Limes Saxoniae


The Limes Saxoniae, also known as the Limes Saxonicus or Sachsenwall, was an unfortified limes or border between the Saxons and the Slavic Obotrites, established about 810 in present-day Schleswig-Holstein.
After Charlemagne had removed Saxons from some of their lands and given it to the Obotrites, he finally managed to conquer the Saxons in the Saxon Wars. In 811 he signed the Treaty of Heiligen with the neighbouring Danes and may at the same time have reached a border agreement with the Polabian Slavs in the east. This border should not be thought of as a fortified line, however, but rather a defined line running through the middle of the border zone, an area of bog and thick forest that was difficult to pass through.

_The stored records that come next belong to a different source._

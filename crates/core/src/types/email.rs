//! Email address type.

use core::fmt;

use serde::{Deserialize, Serialize};

/// Errors that can occur when parsing an [`Email`].
#[derive(thiserror::Error, Debug, Clone)]
pub enum EmailError {
    /// The input string is empty.
    #[error("email cannot be empty")]
    Empty,
    /// The input string is too long.
    #[error("email must be at most {max} characters")]
    TooLong {
        /// Maximum allowed length.
        max: usize,
    },
    /// The input does not contain an @ symbol.
    #[error("email must contain an @ symbol")]
    MissingAtSymbol,
    /// The local part (before @) is empty.
    #[error("email local part cannot be empty")]
    EmptyLocalPart,
    /// The domain part (after @) is empty.
    #[error("email domain cannot be empty")]
    EmptyDomain,
}

/// An email address, normalized to lowercase.
///
/// OTP and verification-token rows are keyed by email, so the same
/// address must always compare equal regardless of how the farmer typed
/// it. `parse` trims surrounding whitespace and lowercases the input
/// before validating.
///
/// ## Constraints
///
/// - Length: 1-254 characters (RFC 5321 limit)
/// - Must contain an @ symbol
/// - Local part (before @) must not be empty
/// - Domain part (after @) must not be empty
///
/// ## Examples
///
/// ```
/// use grow_smart_core::Email;
///
/// let email = Email::parse(" Farmer@Example.COM ").unwrap();
/// assert_eq!(email.as_str(), "farmer@example.com");
///
/// assert!(Email::parse("").is_err());             // empty
/// assert!(Email::parse("no-at-symbol").is_err()); // missing @
/// assert!(Email::parse("@domain.com").is_err());  // empty local part
/// assert!(Email::parse("user@").is_err());        // empty domain
/// ```
#[derive(Debug, Clone, Serialize, Deserialize, PartialEq, Eq, Hash)]
#[serde(transparent)]
pub struct Email(String);

impl Email {
    /// Maximum length of an email address (RFC 5321).
    pub const MAX_LENGTH: usize = 254;

    /// Parse an `Email` from a string, trimming and lowercasing the input.
    ///
    /// # Errors
    ///
    /// Returns an error if the input:
    /// - Is empty
    /// - Is longer than 254 characters
    /// - Does not contain an @ symbol
    /// - Has an empty local part or domain
    pub fn parse(s: &str) -> Result<Self, EmailError> {
        let s = s.trim().to_lowercase();

        if s.is_empty() {
            return Err(EmailError::Empty);
        }

        if s.len() > Self::MAX_LENGTH {
            return Err(EmailError::TooLong {
                max: Self::MAX_LENGTH,
            });
        }

        let at_pos = s.find('@').ok_or(EmailError::MissingAtSymbol)?;

        if at_pos == 0 {
            return Err(EmailError::EmptyLocalPart);
        }

        if at_pos == s.len() - 1 {
            return Err(EmailError::EmptyDomain);
        }

        Ok(Self(s))
    }

    /// Returns the email address as a string slice.
    #[must_use]
    pub fn as_str(&self) -> &str {
        &self.0
    }

    /// Consumes the `Email` and returns its inner string.
    #[must_use]
    pub fn into_inner(self) -> String {
        self.0
    }

    /// Returns the local part of the email (before the @).
    #[must_use]
    pub fn local_part(&self) -> &str {
        self.0.split('@').next().unwrap_or("")
    }

    /// Returns the domain part of the email (after the @).
    #[must_use]
    pub fn domain(&self) -> &str {
        self.0.split('@').nth(1).unwrap_or("")
    }
}

impl fmt::Display for Email {
    fn fmt(&self, f: &mut fmt::Formatter<'_>) -> fmt::Result {
        write!(f, "{}", self.0)
    }
}

impl std::str::FromStr for Email {
    type Err = EmailError;

    fn from_str(s: &str) -> Result<Self, Self::Err> {
        Self::parse(s)
    }
}

impl AsRef<str> for Email {
    fn as_ref(&self) -> &str {
        &self.0
    }
}

// SQLx support (with postgres feature)
#[cfg(feature = "postgres")]
impl sqlx::Type<sqlx::Postgres> for Email {
    fn type_info() -> sqlx::postgres::PgTypeInfo {
        <String as sqlx::Type<sqlx::Postgres>>::type_info()
    }

    fn compatible(ty: &sqlx::postgres::PgTypeInfo) -> bool {
        <String as sqlx::Type<sqlx::Postgres>>::compatible(ty)
    }
}

#[cfg(feature = "postgres")]
impl<'r> sqlx::Decode<'r, sqlx::Postgres> for Email {
    fn decode(value: sqlx::postgres::PgValueRef<'r>) -> Result<Self, sqlx::error::BoxDynError> {
        let s = <String as sqlx::Decode<sqlx::Postgres>>::decode(value)?;
        // Database values are assumed valid
        Ok(Self(s))
    }
}

#[cfg(feature = "postgres")]
impl sqlx::Encode<'_, sqlx::Postgres> for Email {
    fn encode_by_ref(
        &self,
        buf: &mut sqlx::postgres::PgArgumentBuffer,
    ) -> Result<sqlx::encode::IsNull, sqlx::error::BoxDynError> {
        <String as sqlx::Encode<sqlx::Postgres>>::encode_by_ref(&self.0, buf)
    }
}

#[cfg(test)]
#[allow(clippy::unwrap_used)]
mod tests {
    use super::*;

    #[test]
    fn test_parse_valid_emails() {
        assert!(Email::parse("user@example.com").is_ok());
        assert!(Email::parse("user.name@example.com").is_ok());
        assert!(Email::parse("user+tag@example.com").is_ok());
        assert!(Email::parse("user@subdomain.example.com").is_ok());
        assert!(Email::parse("a@b.c").is_ok());
    }

    #[test]
    fn test_parse_normalizes_case_and_whitespace() {
        let email = Email::parse("  Farmer@EXAMPLE.com ").unwrap();
        assert_eq!(email.as_str(), "farmer@example.com");
    }

    #[test]
    fn test_parse_empty() {
        assert!(matches!(Email::parse(""), Err(EmailError::Empty)));
        assert!(matches!(Email::parse("   "), Err(EmailError::Empty)));
    }

    #[test]
    fn test_parse_too_long() {
        let long = format!("{}@example.com", "a".repeat(250));
        assert!(matches!(
            Email::parse(&long),
            Err(EmailError::TooLong { .. })
        ));
    }

    #[test]
    fn test_parse_missing_at() {
        assert!(matches!(
            Email::parse("no-at-symbol"),
            Err(EmailError::MissingAtSymbol)
        ));
    }

    #[test]
    fn test_parse_empty_local_part() {
        assert!(matches!(
            Email::parse("@domain.com"),
            Err(EmailError::EmptyLocalPart)
        ));
    }

    #[test]
    fn test_parse_empty_domain() {
        assert!(matches!(Email::parse("user@"), Err(EmailError::EmptyDomain)));
    }

    #[test]
    fn test_local_part_and_domain() {
        let email = Email::parse("farmer@example.com").unwrap();
        assert_eq!(email.local_part(), "farmer");
        assert_eq!(email.domain(), "example.com");
    }
}
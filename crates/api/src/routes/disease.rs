//! Disease detection routes.

use axum::{Json, extract::State};
use base64::Engine as _;
use base64::engine::general_purpose::STANDARD;
use serde::{Deserialize, Serialize};

use crate::db::predictions::PredictionRepository;
use crate::error::{AppError, Result};
use crate::middleware::{OptionalAuth, RequireAuth};
use crate::models::{DiseasePrediction, DiseaseReport};
use crate::state::AppState;

/// Largest accepted photo after base64 decoding (10 MiB).
const MAX_IMAGE_BYTES: usize = 10 * 1024 * 1024;

/// Request to assess a crop photo.
#[derive(Debug, Deserialize)]
pub struct DetectRequest {
    /// Base64-encoded photo.
    pub image_base64: String,
    /// Optional location, improves provider accuracy.
    pub latitude: Option<f64>,
    pub longitude: Option<f64>,
}

/// Assessment result, with a flag for whether it was saved to history.
#[derive(Debug, Serialize)]
pub struct DetectResponse {
    #[serde(flatten)]
    pub report: DiseaseReport,
    pub saved: bool,
}

/// Assess a crop photo for diseases.
///
/// POST /api/disease/detect
///
/// Works without a login; when the caller is logged in the result is also
/// saved to their history.
///
/// # Errors
///
/// Returns 400 for a missing, oversized, or non-base64 image, 502 if the
/// provider is unavailable.
pub async fn detect(
    State(state): State<AppState>,
    OptionalAuth(current): OptionalAuth,
    Json(req): Json<DetectRequest>,
) -> Result<Json<DetectResponse>> {
    if req.image_base64.is_empty() {
        return Err(AppError::BadRequest("image_base64 is required".to_owned()));
    }

    // Strip an optional data-URL prefix the frontend may send
    let encoded = req
        .image_base64
        .split_once(',')
        .map_or(req.image_base64.as_str(), |(_, rest)| rest);

    let decoded = STANDARD
        .decode(encoded)
        .map_err(|_| AppError::BadRequest("image_base64 is not valid base64".to_owned()))?;

    if decoded.len() > MAX_IMAGE_BYTES {
        return Err(AppError::BadRequest(
            "image is too large (10 MB maximum)".to_owned(),
        ));
    }

    let report = state
        .plant_health()
        .assess(encoded, req.latitude, req.longitude)
        .await?;

    let mut saved = false;
    if let Some(user) = current {
        PredictionRepository::new(state.pool())
            .create(user.id, &report)
            .await?;
        saved = true;
    }

    Ok(Json(DetectResponse { report, saved }))
}

/// Saved detections for the logged-in user, newest first.
///
/// GET /api/disease/history
///
/// # Errors
///
/// Returns 401 without a login.
pub async fn history(
    State(state): State<AppState>,
    RequireAuth(current): RequireAuth,
) -> Result<Json<Vec<DiseasePrediction>>> {
    let predictions = PredictionRepository::new(state.pool())
        .list_for_user(current.id)
        .await?;

    Ok(Json(predictions))
}
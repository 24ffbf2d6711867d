//! Application state shared across handlers.

use std::sync::Arc;

use sqlx::PgPool;

use crate::config::ApiConfig;
use crate::services::mailer::{Mailer, MailerError};
use crate::services::news::{NewsClient, NewsError};
use crate::services::plant_health::{PlantHealthClient, PlantHealthError};

/// Error creating application state.
#[derive(Debug, thiserror::Error)]
pub enum StateError {
    #[error("mailer: {0}")]
    Mailer(#[from] MailerError),
    #[error("plant health client: {0}")]
    PlantHealth(#[from] PlantHealthError),
    #[error("news client: {0}")]
    News(#[from] NewsError),
}

/// Application state shared across all handlers.
///
/// This struct is cheaply cloneable via `Arc` and provides access to
/// shared resources like database connections and upstream clients.
#[derive(Clone)]
pub struct AppState {
    inner: Arc<AppStateInner>,
}

struct AppStateInner {
    config: ApiConfig,
    pool: PgPool,
    mailer: Mailer,
    plant_health: PlantHealthClient,
    news: NewsClient,
}

impl AppState {
    /// Create a new application state.
    ///
    /// # Errors
    ///
    /// Returns an error if any upstream client fails to construct (for
    /// example an API key that is not a valid header value).
    pub fn new(config: ApiConfig, pool: PgPool) -> Result<Self, StateError> {
        let mailer = Mailer::new(&config.mailer)?;
        let plant_health = PlantHealthClient::new(&config.plant_health)?;
        let news = NewsClient::new(&config.news)?;

        Ok(Self {
            inner: Arc::new(AppStateInner {
                config,
                pool,
                mailer,
                plant_health,
                news,
            }),
        })
    }

    /// Get a reference to the API configuration.
    #[must_use]
    pub fn config(&self) -> &ApiConfig {
        &self.inner.config
    }

    /// Get a reference to the database connection pool.
    #[must_use]
    pub fn pool(&self) -> &PgPool {
        &self.inner.pool
    }

    /// Get a reference to the transactional email client.
    #[must_use]
    pub fn mailer(&self) -> &Mailer {
        &self.inner.mailer
    }

    /// Get a reference to the plant health assessment client.
    #[must_use]
    pub fn plant_health(&self) -> &PlantHealthClient {
        &self.inner.plant_health
    }

    /// Get a reference to the news client.
    #[must_use]
    pub fn news(&self) -> &NewsClient {
        &self.inner.news
    }
}
//! OTP and email-verification-token flows.
//!
//! Both flows store only SHA-256 digests. An OTP is six digits, lives for
//! ten minutes, and allows three attempts; a verification token is 32
//! random bytes, lives for 24 hours, and is single use. One live row per
//! email in either table.

use base64::Engine as _;
use base64::engine::general_purpose::URL_SAFE_NO_PAD;
use chrono::{Duration, Utc};
use rand::Rng;
use sha2::{Digest, Sha256};
use sqlx::PgPool;
use thiserror::Error;

use grow_smart_core::{Email, OtpCode};

use crate::db::RepositoryError;
use crate::db::users::UserRepository;
use crate::db::verification::VerificationRepository;
use crate::models::User;
use crate::services::mailer::{Mailer, MailerError};

/// How long an OTP is accepted after being sent.
const OTP_TTL_MINUTES: i64 = 10;

/// Failed verifications allowed before the code is burned.
const MAX_OTP_ATTEMPTS: i32 = 3;

/// How long a verification link is accepted after being sent.
const TOKEN_TTL_HOURS: i64 = 24;

/// Raw length of a verification token before base64url encoding.
const TOKEN_BYTES: usize = 32;

/// Errors that can occur during verification flows.
#[derive(Debug, Error)]
pub enum VerificationError {
    /// Invalid email format.
    #[error("invalid email: {0}")]
    InvalidEmail(#[from] grow_smart_core::EmailError),

    /// Invalid code format.
    #[error("invalid code: {0}")]
    InvalidCode(#[from] grow_smart_core::OtpCodeError),

    /// No code has been sent to this email (or it was already consumed).
    #[error("no active code for this email")]
    NoActiveCode,

    /// The code's expiry window has passed.
    #[error("code expired")]
    CodeExpired,

    /// The presented code does not match.
    #[error("code mismatch")]
    CodeMismatch,

    /// The attempt limit was reached.
    #[error("too many attempts")]
    TooManyAttempts,

    /// The verification link has expired.
    #[error("token expired")]
    TokenExpired,

    /// The verification link is unknown or malformed.
    #[error("token invalid")]
    TokenInvalid,

    /// Repository/database error.
    #[error("database error: {0}")]
    Repository(#[from] RepositoryError),

    /// Email delivery error.
    #[error("mailer error: {0}")]
    Mailer(#[from] MailerError),
}

/// Verification service.
///
/// Handles OTP login and email-verification links.
pub struct VerificationService<'a> {
    users: UserRepository<'a>,
    verification: VerificationRepository<'a>,
    mailer: &'a Mailer,
    base_url: &'a str,
}

impl<'a> VerificationService<'a> {
    /// Create a new verification service.
    #[must_use]
    pub const fn new(pool: &'a PgPool, mailer: &'a Mailer, base_url: &'a str) -> Self {
        Self {
            users: UserRepository::new(pool),
            verification: VerificationRepository::new(pool),
            mailer,
            base_url,
        }
    }

    /// Generate, store, and deliver a login OTP.
    ///
    /// Any previous code for the email is discarded first. The response to
    /// the client is the same whether or not an account exists for the
    /// address.
    ///
    /// # Errors
    ///
    /// Returns `VerificationError::InvalidEmail` for malformed input,
    /// `Repository`/`Mailer` for storage or delivery failures.
    pub async fn send_otp(&self, email_raw: &str) -> Result<(), VerificationError> {
        let email = Email::parse(email_raw)?;

        let code = generate_code();
        let expires_at = Utc::now() + Duration::minutes(OTP_TTL_MINUTES);

        self.verification
            .replace_otp(&email, &sha256(code.as_str()), expires_at)
            .await?;

        self.mailer.send_otp(&email, &code).await?;

        tracing::info!(email = %email, "Login code sent");
        Ok(())
    }

    /// Verify a login OTP and return the (possibly just created) user.
    ///
    /// # Errors
    ///
    /// Returns `NoActiveCode` if nothing was sent, `CodeExpired` past the
    /// window, `TooManyAttempts` after three failures, `CodeMismatch`
    /// otherwise.
    pub async fn verify_otp(
        &self,
        email_raw: &str,
        code_raw: &str,
    ) -> Result<User, VerificationError> {
        let email = Email::parse(email_raw)?;
        let code = OtpCode::parse(code_raw)?;

        let row = self
            .verification
            .get_otp(&email)
            .await?
            .ok_or(VerificationError::NoActiveCode)?;

        if row.expires_at < Utc::now() {
            self.verification.delete_otp(&email).await?;
            return Err(VerificationError::CodeExpired);
        }

        if row.attempts >= MAX_OTP_ATTEMPTS {
            return Err(VerificationError::TooManyAttempts);
        }

        if !digests_match(&sha256(code.as_str()), &row.code_hash) {
            let attempts = self.verification.increment_otp_attempts(&email).await?;
            if attempts >= MAX_OTP_ATTEMPTS {
                return Err(VerificationError::TooManyAttempts);
            }
            return Err(VerificationError::CodeMismatch);
        }

        // Code accepted: burn it, then log the user in.
        self.verification.delete_otp(&email).await?;

        let user = self.users.get_or_create(&email).await?;
        if !user.email_verified {
            self.users.verify_email(user.id).await?;
        }

        self.users
            .get_by_id(user.id)
            .await?
            .ok_or(VerificationError::Repository(RepositoryError::NotFound))
    }

    /// Generate, store, and deliver an email-verification link.
    ///
    /// # Errors
    ///
    /// Returns `Repository`/`Mailer` for storage or delivery failures.
    pub async fn send_verification_link(&self, email: &Email) -> Result<(), VerificationError> {
        let token = generate_token();
        let expires_at = Utc::now() + Duration::hours(TOKEN_TTL_HOURS);

        self.verification
            .replace_token(email, &sha256(&token), expires_at)
            .await?;

        let link = format!(
            "{}/api/auth/verify-email/confirm?token={token}",
            self.base_url
        );
        self.mailer.send_verification_link(email, &link).await?;

        tracing::info!(email = %email, "Verification link sent");
        Ok(())
    }

    /// Consume a verification token and mark the owning user verified.
    ///
    /// Returns the verified email.
    ///
    /// # Errors
    ///
    /// Returns `TokenInvalid` for unknown tokens, `TokenExpired` past the
    /// window.
    pub async fn confirm_token(&self, token: &str) -> Result<Email, VerificationError> {
        if token.is_empty() || token.len() > 128 {
            return Err(VerificationError::TokenInvalid);
        }

        let row = self
            .verification
            .get_token_by_hash(&sha256(token))
            .await?
            .ok_or(VerificationError::TokenInvalid)?;

        if row.expires_at < Utc::now() {
            self.verification.delete_token(&row.email).await?;
            return Err(VerificationError::TokenExpired);
        }

        self.users.verify_email_by_address(&row.email).await?;
        self.verification.delete_token(&row.email).await?;

        tracing::info!(email = %row.email, "Email verified via link");
        Ok(row.email)
    }
}

/// Generate a random six-digit code.
fn generate_code() -> OtpCode {
    OtpCode::from_number(rand::rng().random_range(0..1_000_000))
}

/// Generate a random base64url token.
fn generate_token() -> String {
    let mut bytes = [0u8; TOKEN_BYTES];
    rand::rng().fill(&mut bytes[..]);
    URL_SAFE_NO_PAD.encode(bytes)
}

/// SHA-256 digest of a string.
fn sha256(value: &str) -> Vec<u8> {
    Sha256::digest(value.as_bytes()).to_vec()
}

/// Compare two digests without short-circuiting on the first mismatch.
fn digests_match(a: &[u8], b: &[u8]) -> bool {
    if a.len() != b.len() {
        return false;
    }
    a.iter().zip(b).fold(0u8, |acc, (x, y)| acc | (x ^ y)) == 0
}

#[cfg(test)]
#[allow(clippy::unwrap_used)]
mod tests {
    use super::*;

    #[test]
    fn test_sha256_is_deterministic() {
        assert_eq!(sha256("123456"), sha256("123456"));
        assert_ne!(sha256("123456"), sha256("123457"));
        assert_eq!(sha256("123456").len(), 32);
    }

    #[test]
    fn test_generate_code_shape() {
        for _ in 0..100 {
            let code = generate_code();
            assert_eq!(code.as_str().len(), 6);
            assert!(code.as_str().bytes().all(|b| b.is_ascii_digit()));
        }
    }

    #[test]
    fn test_generate_token_shape() {
        let token = generate_token();
        // 32 bytes -> 43 base64url chars, no padding
        assert_eq!(token.len(), 43);
        assert!(!token.contains('='));
        assert_ne!(generate_token(), generate_token());
    }

    #[test]
    fn test_digests_match() {
        let a = sha256("abc");
        let b = sha256("abc");
        let c = sha256("abd");
        assert!(digests_match(&a, &b));
        assert!(!digests_match(&a, &c));
        assert!(!digests_match(&a, &a[..16]));
    }
}
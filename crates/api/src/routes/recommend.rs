//! Crop recommendation route.

use axum::Json;
use serde::Serialize;

use crate::error::{AppError, Result};
use crate::services::recommend::{CropSuggestion, RecommendError, RecommendationInput, recommend};

/// Ranked crop suggestions for the supplied readings.
#[derive(Debug, Serialize)]
pub struct RecommendResponse {
    pub suggestions: Vec<CropSuggestion>,
}

/// Recommend crops for soil and climate readings.
///
/// POST /api/recommend
///
/// Stateless; no account is required to ask for a recommendation.
///
/// # Errors
///
/// Returns 400 if any reading is outside its physical range.
pub async fn recommend_crops(
    Json(input): Json<RecommendationInput>,
) -> Result<Json<RecommendResponse>> {
    let suggestions = recommend(&input).map_err(|e| match e {
        RecommendError::InvalidInput(msg) => AppError::BadRequest(msg),
    })?;

    Ok(Json(RecommendResponse { suggestions }))
}
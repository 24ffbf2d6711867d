//! Integration tests for Grow Smart.
//!
//! # Running Tests
//!
//! ```bash
//! # Start the database and run migrations
//! grow-cli migrate
//!
//! # Start the API
//! cargo run -p grow-smart-api
//!
//! # Run integration tests
//! cargo test -p grow-smart-integration-tests -- --ignored
//! ```
//!
//! Tests are `#[ignore]`d by default because they need a running server
//! and database; `cargo test` stays green without infrastructure.

use reqwest::Client;
use secrecy::{ExposeSecret, SecretString};
use serde_json::json;
use sha2::{Digest, Sha256};
use sqlx::PgPool;

/// Shared context for integration tests: an HTTP client with a cookie jar
/// and a direct database handle for seeding and assertions.
pub struct TestContext {
    pub client: Client,
    pub api_url: String,
    pub pool: PgPool,
}

impl TestContext {
    /// Connect to the running API and test database.
    ///
    /// # Panics
    ///
    /// Panics if `GROW_DATABASE_URL` is unset or the database is
    /// unreachable. Integration tests cannot run without either.
    pub async fn new() -> Self {
        let api_url = std::env::var("GROW_API_URL")
            .unwrap_or_else(|_| "http://localhost:3000".to_string());

        let database_url = std::env::var("GROW_DATABASE_URL")
            .or_else(|_| std::env::var("DATABASE_URL"))
            .map(SecretString::from)
            .expect("GROW_DATABASE_URL must be set for integration tests");

        let pool = PgPool::connect(database_url.expose_secret())
            .await
            .expect("Failed to connect to test database");

        // Rate limiting keys on the forwarded client IP; a unique address
        // per context keeps tests out of each other's buckets
        let octets = uuid::Uuid::new_v4().into_bytes();
        let forwarded_for = format!("10.{}.{}.{}", octets[0], octets[1], octets[2]);
        let mut headers = reqwest::header::HeaderMap::new();
        headers.insert(
            "x-forwarded-for",
            forwarded_for
                .parse()
                .expect("Forwarded IP is a valid header value"),
        );

        let client = Client::builder()
            .cookie_store(true)
            .default_headers(headers)
            .build()
            .expect("Failed to create HTTP client");

        Self {
            client,
            api_url,
            pool,
        }
    }

    /// Insert an OTP row with the digest of a known code.
    ///
    /// The server stores only digests, so tests that need to present a
    /// valid code seed one directly. A negative `expires_in_secs` seeds an
    /// already-expired row.
    ///
    /// # Panics
    ///
    /// Panics if the insert fails.
    pub async fn seed_otp(&self, email: &str, code: &str, expires_in_secs: f64) {
        let _ = sqlx::query("DELETE FROM grow.email_otps WHERE email = $1")
            .bind(email)
            .execute(&self.pool)
            .await;

        sqlx::query(
            r"
            INSERT INTO grow.email_otps (email, code_hash, expires_at)
            VALUES ($1, $2, now() + make_interval(secs => $3))
            ",
        )
        .bind(email)
        .bind(Sha256::digest(code.as_bytes()).to_vec())
        .bind(expires_in_secs)
        .execute(&self.pool)
        .await
        .expect("Failed to seed OTP row");
    }

    /// Insert a verification-token row with the digest of a known token.
    ///
    /// # Panics
    ///
    /// Panics if the insert fails.
    pub async fn seed_verification_token(&self, email: &str, token: &str, expires_in_secs: f64) {
        let _ = sqlx::query("DELETE FROM grow.email_verification_tokens WHERE email = $1")
            .bind(email)
            .execute(&self.pool)
            .await;

        sqlx::query(
            r"
            INSERT INTO grow.email_verification_tokens (email, token_hash, expires_at)
            VALUES ($1, $2, now() + make_interval(secs => $3))
            ",
        )
        .bind(email)
        .bind(Sha256::digest(token.as_bytes()).to_vec())
        .bind(expires_in_secs)
        .execute(&self.pool)
        .await
        .expect("Failed to seed verification token row");
    }

    /// Log in as `email` by seeding a known OTP and verifying it.
    ///
    /// The session cookie lands in this context's cookie jar, so further
    /// requests from `self.client` are authenticated. Creates the account
    /// if it doesn't exist yet.
    ///
    /// # Panics
    ///
    /// Panics if the login round trip fails.
    pub async fn login(&self, email: &str) {
        self.seed_otp(email, "123456", 600.0).await;

        let resp = self
            .client
            .post(format!("{}/api/auth/otp/verify", self.api_url))
            .json(&json!({ "email": email, "code": "123456" }))
            .send()
            .await
            .expect("Failed to send verify request");

        assert!(
            resp.status().is_success(),
            "login as {email} failed with {}",
            resp.status()
        );
    }

    /// Whether a live OTP row exists for an email.
    pub async fn otp_row_exists(&self, email: &str) -> bool {
        sqlx::query_scalar::<_, i64>("SELECT count(*) FROM grow.email_otps WHERE email = $1")
            .bind(email)
            .fetch_one(&self.pool)
            .await
            .map(|n| n > 0)
            .unwrap_or(false)
    }

    /// Whether a live verification-token row exists for an email.
    pub async fn token_row_exists(&self, email: &str) -> bool {
        sqlx::query_scalar::<_, i64>(
            "SELECT count(*) FROM grow.email_verification_tokens WHERE email = $1",
        )
        .bind(email)
        .fetch_one(&self.pool)
        .await
        .map(|n| n > 0)
        .unwrap_or(false)
    }

    /// Delete all rows tied to a test email so runs are repeatable.
    ///
    /// Listings and orders cascade from the user row.
    pub async fn cleanup_email(&self, email: &str) {
        for query in [
            "DELETE FROM grow.email_otps WHERE email = $1",
            "DELETE FROM grow.email_verification_tokens WHERE email = $1",
            "DELETE FROM grow.users WHERE email = $1",
        ] {
            let _ = sqlx::query(query).bind(email).execute(&self.pool).await;
        }
    }
}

According to Adam of Bremen's description in the Gesta Hammaburgensis ecclesiae pontificum about 1075, it ran from the Elbe river near Boizenburg northwards along the Bille river to the mouth of the Schwentine at the Kiel Fjord and the Baltic Sea.
It was breached several times by the Slavic Obotrites and Mieszko II Lambert of Poland. The Limes was dissolved during the first phase of the Ostsiedlung, when Count Henry of Badewide campaigned in Wagrian lands in 1138/39 and the Slavic population was Germanized by German, mostly Saxon, settlers.